American mothers face unacceptably high rates of complications and death during and after labor and delivery.

For anyone who still believes that healthcare in the U.S. is the best in the world, the nation’s ranking of 65th among industrialized nations for maternal mortality is shocking. As we wrote about earlier this year, American mothers face unacceptably high rates of complications and death during and after labor and delivery, with one recent report revealing that about one in every eight American hospitals had a rate of potentially fatal deliveries that were at least twice as high as the average of 1.5 percent.

Thirteen New Treatment Standards

In response to this crisis in maternal care, the nation’s largest hospital accreditation organization, the Joint Commission, recently released a new set of safety standards for hospitals designed to reduce some of the most common causes of maternal death.

Specifically, the 13 new requirements address the prevention and treatment of postpartum hemorrhage, severe hypertension, and preeclampsia. Failure to treat preeclampsia can lead to kidney, liver, or brain damage and leave the mother vulnerable to eclampsia, which can cause seizures, coma, and death.

Hospitals that wish to retain their accreditation status need to adopt the new requirements by July 2020. The steps hospitals need to take and protocols they need to have in place include:

  • Developing written evidence-based procedures to identify and treat the aforementioned conditions.
  • Stocking easily-accessed hemorrhage supply kits.
  • Providing role-specific education at least every two years to all staff and providers who treat pregnant/postpartum patients.
  • Conducting response procedure drills at least annually.
  • Establishing procedures for how staff should measure severely elevated blood pressure and when mothers should be transferred to another, more specialized facility.
  • Educating patients on signs and symptoms that warrant care during hospitalization and after discharge.

Failure to Properly Identify and Treat Preeclampsia Can Constitute Medical Malpractice

Hopefully, these new standards will save the lives of mothers who would otherwise be at risk due to these complications. But while certain events and conditions during labor and delivery may be unavoidable, mistakes in the identification and treatment of these issues can and should be avoided.

There are several warning signs of preeclampsia, so the condition should be detected as long as hospital staff regularly monitor and test the mother’s blood pressure throughout her pregnancy. Along with other commonly performed diagnostics such as urinalysis, blood tests, and ultrasounds, regular blood pressure monitoring should alert physicians of the risk of preeclampsia and lead them to begin a course of treatment to minimize the dangers to both mother and child.

Speak With a Michigan Labor and Delivery Malpractice Lawyer Today

There are many other reasons a mother may suffer injury or die during labor and delivery.
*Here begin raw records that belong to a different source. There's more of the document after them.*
//! Chat App — WASM entry point.
//!
//! This crate is the composition root. It picks a gateway from the
//! build-time configuration, builds the controller around it and hands
//! everything to the egui view.

mod app;

use wasm_bindgen::prelude::*;
use wasm_bindgen::JsCast;

const CANVAS_ID: &str = "chat_canvas";

/// WASM entry point — called from index.html
#[wasm_bindgen(start)]
pub async fn main() {
    wasm_logger::init(wasm_logger::Config::default());
    log::info!("RAG chat starting...");

    let Some(canvas) = find_canvas(CANVAS_ID) else {
        log::error!("No canvas element with id '{}'", CANVAS_ID);
        return;
    };

    let web_options = eframe::WebOptions::default();

    wasm_bindgen_futures::spawn_local(async move {
        let started = eframe::WebRunner::new()
            .start(
                canvas,
                web_options,
                Box::new(|cc| Ok(Box::new(app::ChatApp::new(cc)))),
            )
            .await;
        if let Err(e) = started {
            log::error!("Failed to start eframe: {:?}", e);
        }
    });
}

fn find_canvas(id: &str) -> Option<web_sys::HtmlCanvasElement> {
    web_sys::window()?
        .document()?
        .get_element_by_id(id)?
        .dyn_into::<web_sys::HtmlCanvasElement>()
        .ok()
}
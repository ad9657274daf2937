//! Main egui application — composes the panels and forwards user intents
//! to the conversation controller.

use egui::{self, CentralPanel, SidePanel};

use chat_core::controller::ConversationController;
use chat_core::event_bus::EventBus;
use chat_core::session_store::SessionStore;
use chat_platform::gateway::select_gateway;
use chat_types::config::ClientConfig;
use chat_ui::panels::{chat, sidebar};
use chat_ui::state::{UiState, UserIntent};
use chat_ui::theme;

/// The main application state
pub struct ChatApp {
    ui_state: UiState,
    event_bus: EventBus,
    controller: ConversationController,
    first_frame: bool,
}

impl ChatApp {
    pub fn new(_cc: &eframe::CreationContext<'_>) -> Self {
        let config = ClientConfig::from_build_env();
        let gateway = select_gateway(&config);
        log::info!("Using {} gateway at {}", gateway.gateway_name(), config.api_base);

        let event_bus = EventBus::new();
        let sessions = SessionStore::new(gateway.clone(), event_bus.clone());
        let controller = ConversationController::new(gateway, sessions, event_bus.clone());

        Self {
            ui_state: UiState::new(),
            event_bus,
            controller,
            first_frame: true,
        }
    }

    /// Load the conversation list once at startup
    fn load_sessions(&self, ctx: &egui::Context) {
        let sessions = self.controller.sessions().clone();
        let ctx = ctx.clone();
        wasm_bindgen_futures::spawn_local(async move {
            sessions.refresh().await;
            ctx.request_repaint();
        });
    }

    /// Run a user intent against the controller (async)
    fn dispatch(&self, intent: UserIntent, ctx: &egui::Context) {
        let controller = self.controller.clone();
        let task_ctx = ctx.clone();

        wasm_bindgen_futures::spawn_local(async move {
            let accepted = match intent {
                UserIntent::Send(text) => controller.send_message(&text).await,
                UserIntent::Select(id) => controller.select_conversation(id).await,
                UserIntent::NewConversation => controller.start_new_conversation().await,
            };
            if !accepted {
                log::debug!("Intent ignored in phase {:?}", controller.phase());
            }
            task_ctx.request_repaint();
        });
        ctx.request_repaint();
    }
}

impl eframe::App for ChatApp {
    fn update(&mut self, ctx: &egui::Context, _frame: &mut eframe::Frame) {
        if self.first_frame {
            theme::apply_theme(ctx);
            self.load_sessions(ctx);
            self.first_frame = false;
        }

        let events = self.event_bus.drain();
        if !events.is_empty() {
            self.ui_state.process_events(events);
            ctx.request_repaint();
        }

        let conversation = self.controller.snapshot();
        if conversation.busy || conversation.loading {
            ctx.request_repaint();
        }

        let mut intents = Vec::new();

        SidePanel::left("sessions_panel")
            .exact_width(theme::SIDEBAR_WIDTH)
            .resizable(false)
            .show(ctx, |ui| {
                let conversations = self.controller.sessions().conversations();
                if let Some(intent) = sidebar::sidebar_panel(
                    ui,
                    &conversations,
                    conversation.active_id.as_ref(),
                    conversation.busy,
                ) {
                    intents.push(intent);
                }
            });

        CentralPanel::default().show(ctx, |ui| {
            if let Some(intent) = chat::chat_panel(ui, &mut self.ui_state, &conversation) {
                intents.push(intent);
            }
        });

        for intent in intents {
            self.dispatch(intent, ctx);
        }
    }
}
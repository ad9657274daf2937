//! WASM-target tests for chat-core.
//!
//! Runs EventBus, SessionStore, and ConversationController tests
//! under wasm32-unknown-unknown via `wasm-pack test --node`.

use wasm_bindgen_test::*;

use chat_core::controller::{ConversationController, SEND_FAILURE_TEXT};
use chat_core::event_bus::EventBus;
use chat_core::ports::*;
use chat_core::session_store::SessionStore;
use chat_types::conversation::*;
use chat_types::event::ChatEvent;
use chat_types::message::*;
use chat_types::{ChatError, Result};

use async_trait::async_trait;
use std::cell::Cell;
use std::rc::Rc;

/// Backend that answers every question, or fails every call when `down` is set
struct EchoGateway {
    down: Cell<bool>,
}

#[async_trait(?Send)]
impl ChatGateway for EchoGateway {
    async fn list_conversations(&self) -> Result<Vec<ConversationSummary>> {
        if self.down.get() {
            return Err(ChatError::Transport("down".to_string()));
        }
        Ok(vec![ConversationSummary::new("a", "Docs Q1")])
    }

    async fn get_messages(&self, _id: &ConversationId) -> Result<Vec<Message>> {
        if self.down.get() {
            return Err(ChatError::Transport("down".to_string()));
        }
        Ok(vec![Message::user("hi")])
    }

    async fn create_conversation(&self) -> Result<ConversationId> {
        Ok(ConversationId::from("created"))
    }

    async fn ask(&self, text: &str, id: Option<&ConversationId>) -> Result<AskReply> {
        if self.down.get() {
            return Err(ChatError::Transport("down".to_string()));
        }
        Ok(AskReply {
            reply: text.to_uppercase(),
            id: id.cloned().unwrap_or_else(|| ConversationId::from("assigned")),
        })
    }

    fn gateway_name(&self) -> &str {
        "echo"
    }
}

fn controller(down: bool) -> (ConversationController, EventBus) {
    let gateway = Rc::new(EchoGateway { down: Cell::new(down) });
    let bus = EventBus::new();
    let sessions = SessionStore::new(gateway.clone(), bus.clone());
    (ConversationController::new(gateway, sessions, bus.clone()), bus)
}

// ─── EventBus Tests ──────────────────────────────────────

#[wasm_bindgen_test]
fn event_bus_emit_and_drain() {
    let bus = EventBus::new();
    bus.emit(ChatEvent::BusyChanged { busy: true });
    assert!(bus.has_pending());
    assert_eq!(bus.drain().len(), 1);
    assert!(!bus.has_pending());
}

// ─── Controller Tests ────────────────────────────────────

#[wasm_bindgen_test]
async fn send_adopts_assigned_id() {
    let (controller, _bus) = controller(false);
    assert!(controller.send_message("hello").await);

    let state = controller.snapshot();
    assert_eq!(state.messages, vec![Message::user("hello"), Message::assistant("HELLO")]);
    assert_eq!(state.active_id, Some(ConversationId::from("assigned")));
    assert!(!state.busy);
    assert_eq!(controller.sessions().conversations().len(), 1);
}

#[wasm_bindgen_test]
async fn send_failure_appends_error() {
    let (controller, _bus) = controller(true);
    controller.send_message("What is X?").await;

    let state = controller.snapshot();
    assert_eq!(state.messages[1], Message::assistant(SEND_FAILURE_TEXT));
    assert!(state.active_id.is_none());
    assert!(!state.busy);
}

#[wasm_bindgen_test]
async fn blank_send_is_ignored() {
    let (controller, bus) = controller(false);
    assert!(!controller.send_message("  ").await);
    assert!(controller.snapshot().messages.is_empty());
    assert!(!bus.has_pending());
}

#[wasm_bindgen_test]
async fn select_loads_history() {
    let (controller, _bus) = controller(false);
    controller.select_conversation(ConversationId::from("a")).await;
    assert_eq!(controller.snapshot().messages, vec![Message::user("hi")]);
}

#[wasm_bindgen_test]
async fn select_failure_leaves_empty_transcript() {
    let (controller, _bus) = controller(true);
    controller.select_conversation(ConversationId::from("a")).await;
    let state = controller.snapshot();
    assert!(state.messages.is_empty());
    assert_eq!(state.active_id, Some(ConversationId::from("a")));
}

#[wasm_bindgen_test]
async fn new_conversation_then_send() {
    let (controller, _bus) = controller(false);
    assert!(controller.start_new_conversation().await);
    controller.send_message("hello").await;

    let state = controller.snapshot();
    assert_eq!(state.active_id, Some(ConversationId::from("created")));
    assert_eq!(state.messages.len(), 2);
}
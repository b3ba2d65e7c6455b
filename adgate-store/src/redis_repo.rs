use async_trait::async_trait;
use adgate_core::repository::ArmStateRepository;
use adgate_core::{CoreError, CoreResult};
use adgate_shared::ArmState;
use redis::AsyncCommands;
use serde::Deserialize;
use tracing::{error, info};

/// Bandit state persisted in Redis: the arm map and the companion
/// eligible-segments list live under two keys as JSON.
#[derive(Clone)]
pub struct RedisArmStore {
    client: redis::Client,
    arms_key: String,
    eligible_segments_key: String,
}

impl RedisArmStore {
    pub fn new(connection_string: &str, key_prefix: &str) -> Result<Self, redis::RedisError> {
        let client = redis::Client::open(connection_string)?;
        Ok(Self {
            client,
            arms_key: format!("{}:bandit:arms", key_prefix),
            eligible_segments_key: format!("{}:bandit:eligible_segments", key_prefix),
        })
    }

    async fn connection(&self) -> CoreResult<redis::aio::MultiplexedConnection> {
        self.client
            .get_multiplexed_async_connection()
            .await
            .map_err(persistence_error)
    }
}

fn persistence_error(e: redis::RedisError) -> CoreError {
    error!("Redis error: {}", e);
    CoreError::Persistence(e.to_string())
}

#[derive(Deserialize)]
struct VersionHeader {
    version: u32,
}

/// Decode persisted arms, refusing state written by an unknown schema version
pub(crate) fn decode_arm_state(json: &str) -> CoreResult<ArmState> {
    let header: VersionHeader = serde_json::from_str(json)
        .map_err(|e| CoreError::Persistence(format!("Malformed bandit state: {}", e)))?;

    if header.version != ArmState::CURRENT_VERSION {
        return Err(CoreError::Persistence(format!(
            "Unsupported bandit state version {}",
            header.version
        )));
    }

    serde_json::from_str(json)
        .map_err(|e| CoreError::Persistence(format!("Malformed bandit state: {}", e)))
}

#[async_trait]
impl ArmStateRepository for RedisArmStore {
    async fn load(&self) -> CoreResult<Option<ArmState>> {
        let mut conn = self.connection().await?;
        let json: Option<String> = conn.get(&self.arms_key).await.map_err(persistence_error)?;
        json.map(|json| decode_arm_state(&json)).transpose()
    }

    async fn save(&self, state: &ArmState) -> CoreResult<()> {
        let json = serde_json::to_string(state).map_err(|e| CoreError::Internal(e.to_string()))?;
        let mut conn = self.connection().await?;
        conn.set::<_, _, ()>(&self.arms_key, json)
            .await
            .map_err(persistence_error)?;
        info!("Saved {} bandit arms", state.arms.len());
        Ok(())
    }

    async fn load_eligible_segments(&self) -> CoreResult<Vec<String>> {
        let mut conn = self.connection().await?;
        let json: Option<String> = conn
            .get(&self.eligible_segments_key)
            .await
            .map_err(persistence_error)?;

        match json {
            Some(json) => serde_json::from_str(&json)
                .map_err(|e| CoreError::Persistence(format!("Malformed eligible segments: {}", e))),
            None => Ok(Vec::new()),
        }
    }

    async fn save_eligible_segments(&self, segments: &[String]) -> CoreResult<()> {
        let json = serde_json::to_string(segments).map_err(|e| CoreError::Internal(e.to_string()))?;
        let mut conn = self.connection().await?;
        conn.set::<_, _, ()>(&self.eligible_segments_key, json)
            .await
            .map_err(persistence_error)
    }
}

#[cfg(test)]
mod tests {
    use super::*;

    #[test]
    fn test_decode_current_version() {
        let json = serde_json::to_string(&ArmState::with_segments(["sports"])).unwrap();
        let state = decode_arm_state(&json).unwrap();
        assert!(state.arms.contains_key("sports"));
    }

    #[test]
    fn test_decode_rejects_unknown_version() {
        let json = r#"{"version": 7, "arms": {}}"#;
        assert!(matches!(decode_arm_state(json), Err(CoreError::Persistence(_))));
    }

    #[test]
    fn test_decode_rejects_legacy_string_payload() {
        assert!(decode_arm_state(r#""sports:1.0,travel:0.5""#).is_err());
    }

    #[test]
    fn test_keys_are_prefixed() {
        // Opening a client does not connect
        let store = RedisArmStore::new("redis://127.0.0.1:6379", "test").unwrap();
        assert_eq!(store.arms_key, "test:bandit:arms");
        assert_eq!(store.eligible_segments_key, "test:bandit:eligible_segments");
    }
}
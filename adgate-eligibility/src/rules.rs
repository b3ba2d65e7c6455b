use adgate_shared::{segment_matches, AdType, ConfirmationType, CreativeAd, FrequencyCaps};
use adgate_store::app_config::ExclusionConfig;
use chrono::{Datelike, Duration, Timelike};

use crate::exclusion::{EligibilityContext, ExclusionRule};

/// Rules in evaluation order
pub fn default_rules(config: &ExclusionConfig) -> Vec<Box<dyn ExclusionRule>> {
    let mut rules: Vec<Box<dyn ExclusionRule>> = vec![
        Box::new(SplitTestRule),
        Box::new(SubdivisionTargetingRule),
        Box::new(AntiTargetingRule),
        Box::new(DislikeRule),
        Box::new(DislikeSegmentRule),
        Box::new(MarkedAsInappropriateRule),
    ];

    if config.exclude_if_converted {
        rules.push(Box::new(ConversionRule));
    }

    rules.push(Box::new(TransferredRule {
        window: config.transferred_window(),
    }));
    rules.push(Box::new(DismissedRule {
        window: config.dismissed_window(),
    }));
    rules.push(Box::new(DaypartRule));

    if let Some(window) = config.seen_advertiser_window() {
        rules.push(Box::new(SeenAdvertiserRule { window }));
    }

    rules.extend(FrequencyCapRule::all().into_iter().map(|rule| Box::new(rule) as Box<dyn ExclusionRule>));
    rules
}

pub struct SplitTestRule;

impl ExclusionRule for SplitTestRule {
    fn name(&self) -> &'static str {
        "split_test"
    }

    fn check(&self, creative_ad: &CreativeAd, context: &EligibilityContext) -> Result<(), String> {
        let Some(group) = &creative_ad.split_test_group else {
            return Ok(());
        };

        match &context.split_test_group {
            Some(assigned) if assigned == group => Ok(()),
            Some(assigned) => Err(format!("split test group {} does not match {}", group, assigned)),
            None => Err(format!("user is not in split test group {}", group)),
        }
    }
}

/// Creatives that name subdivisions (`US-CA`) are only shown inside one of them
pub struct SubdivisionTargetingRule;

impl ExclusionRule for SubdivisionTargetingRule {
    fn name(&self) -> &'static str {
        "subdivision_targeting"
    }

    fn check(&self, creative_ad: &CreativeAd, context: &EligibilityContext) -> Result<(), String> {
        let subdivisions: Vec<&String> = creative_ad
            .geo_targets
            .iter()
            .filter(|code| code.contains('-'))
            .collect();
        if subdivisions.is_empty() {
            return Ok(());
        }

        match &context.subdivision_code {
            None => Err("subdivision is unknown".to_string()),
            Some(code) if subdivisions.iter().any(|s| s.eq_ignore_ascii_case(code)) => Ok(()),
            Some(code) => Err(format!("subdivision {} is not targeted", code)),
        }
    }
}

pub struct AntiTargetingRule;

impl ExclusionRule for AntiTargetingRule {
    fn name(&self) -> &'static str {
        "anti_targeting"
    }

    fn check(&self, creative_ad: &CreativeAd, context: &EligibilityContext) -> Result<(), String> {
        let sites = context
            .anti_targeting
            .sites_for_creative_set(&creative_ad.creative_set_id);

        match sites.iter().find(|site| context.browsing_history.contains(*site)) {
            Some(site) => Err(format!("user visited anti-targeted site {}", site)),
            None => Ok(()),
        }
    }
}

pub struct DislikeRule;

impl ExclusionRule for DislikeRule {
    fn name(&self) -> &'static str {
        "dislike"
    }

    fn cache_key(&self, creative_ad: &CreativeAd) -> String {
        creative_ad.advertiser_id.clone()
    }

    fn check(&self, creative_ad: &CreativeAd, context: &EligibilityContext) -> Result<(), String> {
        if context
            .preferences
            .disliked_advertisers
            .contains(&creative_ad.advertiser_id)
        {
            return Err(format!("advertiser {} is disliked", creative_ad.advertiser_id));
        }
        Ok(())
    }
}

pub struct DislikeSegmentRule;

impl ExclusionRule for DislikeSegmentRule {
    fn name(&self) -> &'static str {
        "dislike_segment"
    }

    fn cache_key(&self, creative_ad: &CreativeAd) -> String {
        creative_ad.segment.clone()
    }

    fn check(&self, creative_ad: &CreativeAd, context: &EligibilityContext) -> Result<(), String> {
        match context
            .preferences
            .disliked_segments
            .iter()
            .find(|disliked| segment_matches(disliked, &creative_ad.segment))
        {
            Some(disliked) => Err(format!("segment {} is disliked", disliked)),
            None => Ok(()),
        }
    }
}

pub struct MarkedAsInappropriateRule;

impl ExclusionRule for MarkedAsInappropriateRule {
    fn name(&self) -> &'static str {
        "marked_as_inappropriate"
    }

    fn check(&self, creative_ad: &CreativeAd, context: &EligibilityContext) -> Result<(), String> {
        if context
            .preferences
            .marked_inappropriate_creative_sets
            .contains(&creative_ad.creative_set_id)
        {
            return Err("creative set was marked as inappropriate".to_string());
        }
        Ok(())
    }
}

pub struct ConversionRule;

impl ExclusionRule for ConversionRule {
    fn name(&self) -> &'static str {
        "conversion"
    }

    fn check(&self, creative_ad: &CreativeAd, context: &EligibilityContext) -> Result<(), String> {
        if context
            .converted_creative_sets
            .contains(&creative_ad.creative_set_id)
        {
            return Err("creative set already converted".to_string());
        }
        Ok(())
    }
}

/// The user already landed on this campaign's site recently
pub struct TransferredRule {
    pub window: Duration,
}

impl ExclusionRule for TransferredRule {
    fn name(&self) -> &'static str {
        "transferred"
    }

    fn cache_key(&self, creative_ad: &CreativeAd) -> String {
        creative_ad.campaign_id.clone()
    }

    fn check(&self, creative_ad: &CreativeAd, context: &EligibilityContext) -> Result<(), String> {
        let landed = context.history.count_within(context.now, Some(self.window), |e| {
            e.confirmation_type == ConfirmationType::Landed && e.campaign_id == creative_ad.campaign_id
        });

        if landed > 0 {
            return Err(format!("campaign {} was transferred", creative_ad.campaign_id));
        }
        Ok(())
    }
}

/// Notification ad campaigns dismissed recently stay hidden until clicked again
pub struct DismissedRule {
    pub window: Duration,
}

impl ExclusionRule for DismissedRule {
    fn name(&self) -> &'static str {
        "dismissed"
    }

    fn cache_key(&self, creative_ad: &CreativeAd) -> String {
        creative_ad.campaign_id.clone()
    }

    fn check(&self, creative_ad: &CreativeAd, context: &EligibilityContext) -> Result<(), String> {
        if creative_ad.ad_type != AdType::NotificationAd {
            return Ok(());
        }

        let same_campaign = |e: &adgate_shared::AdEvent| {
            e.ad_type == AdType::NotificationAd && e.campaign_id == creative_ad.campaign_id
        };

        let Some(dismissed) = context.history.latest(context.now, |e| {
            same_campaign(e) && e.confirmation_type == ConfirmationType::Dismissed
        }) else {
            return Ok(());
        };

        if dismissed.created_at <= context.now - self.window {
            return Ok(());
        }

        let clicked_since = context.history.latest(context.now, |e| {
            same_campaign(e)
                && e.confirmation_type == ConfirmationType::Clicked
                && e.created_at > dismissed.created_at
        });

        match clicked_since {
            Some(_) => Ok(()),
            None => Err(format!("campaign {} was dismissed", creative_ad.campaign_id)),
        }
    }
}

pub struct DaypartRule;

impl ExclusionRule for DaypartRule {
    fn name(&self) -> &'static str {
        "daypart"
    }

    fn check(&self, creative_ad: &CreativeAd, context: &EligibilityContext) -> Result<(), String> {
        if creative_ad.dayparts.is_empty() {
            return Ok(());
        }

        let local = context.now.with_timezone(&context.local_offset);
        let day = local.weekday().num_days_from_sunday();
        let minute = local.hour() * 60 + local.minute();

        if creative_ad.dayparts.iter().any(|d| d.contains(day, minute)) {
            Ok(())
        } else {
            Err(format!("outside of dayparts (day {}, minute {})", day, minute))
        }
    }
}

/// Another creative from the same advertiser was served recently
pub struct SeenAdvertiserRule {
    pub window: Duration,
}

impl ExclusionRule for SeenAdvertiserRule {
    fn name(&self) -> &'static str {
        "seen_advertiser"
    }

    fn cache_key(&self, creative_ad: &CreativeAd) -> String {
        creative_ad.creative_instance_id.clone()
    }

    fn check(&self, creative_ad: &CreativeAd, context: &EligibilityContext) -> Result<(), String> {
        let seen = context.history.count_within(context.now, Some(self.window), |e| {
            e.confirmation_type == ConfirmationType::Served
                && e.advertiser_id == creative_ad.advertiser_id
                && e.creative_instance_id != creative_ad.creative_instance_id
        });

        if seen > 0 {
            return Err(format!("advertiser {} was seen recently", creative_ad.advertiser_id));
        }
        Ok(())
    }
}

/// Served-count cap for one creative instance over a window
pub struct FrequencyCapRule {
    name: &'static str,
    window: Option<Duration>,
    cap: fn(&FrequencyCaps) -> u32,
}

impl FrequencyCapRule {
    pub fn per_hour() -> Self {
        Self { name: "per_hour", window: Some(Duration::hours(1)), cap: |c| c.per_hour }
    }

    pub fn per_day() -> Self {
        Self { name: "per_day", window: Some(Duration::days(1)), cap: |c| c.per_day }
    }

    pub fn per_week() -> Self {
        Self { name: "per_week", window: Some(Duration::days(7)), cap: |c| c.per_week }
    }

    pub fn per_month() -> Self {
        Self { name: "per_month", window: Some(Duration::days(28)), cap: |c| c.per_month }
    }

    pub fn total_max() -> Self {
        Self { name: "total_max", window: None, cap: |c| c.total_max }
    }

    pub fn all() -> Vec<Self> {
        vec![
            Self::per_hour(),
            Self::per_day(),
            Self::per_week(),
            Self::per_month(),
            Self::total_max(),
        ]
    }
}

impl ExclusionRule for FrequencyCapRule {
    fn name(&self) -> &'static str {
        self.name
    }

    fn cache_key(&self, creative_ad: &CreativeAd) -> String {
        creative_ad.creative_instance_id.clone()
    }

    fn check(&self, creative_ad: &CreativeAd, context: &EligibilityContext) -> Result<(), String> {
        let cap = (self.cap)(&creative_ad.caps);
        if cap == 0 {
            return Ok(());
        }

        let served = context.history.count_for_creative_instance(
            &creative_ad.creative_instance_id,
            ConfirmationType::Served,
            context.now,
            self.window,
        );

        if served as u64 >= cap as u64 {
            return Err(format!("served {} times, cap is {}", served, cap));
        }
        Ok(())
    }
}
Some arise from medical errors, while others occur because doctors and delivery room personnel fail to follow the appropriate standards of care and fail to timely identify and properly address an existing problem.

When new mothers needlessly suffer or pass away because doctors and other health care professionals negligently fail to follow the proper standards of care, the medical malpractice attorneys at Sommers Schwartz stand ready to hold them accountable.

We work closely with mothers and their families to obtain the maximum amount of compensation available for injuries and losses caused by all forms of medical negligence, including labor and delivery errors. Our seasoned team of lawyers, nurses, and experts will investigate your claim and determine the course of action to obtain the best possible outcome.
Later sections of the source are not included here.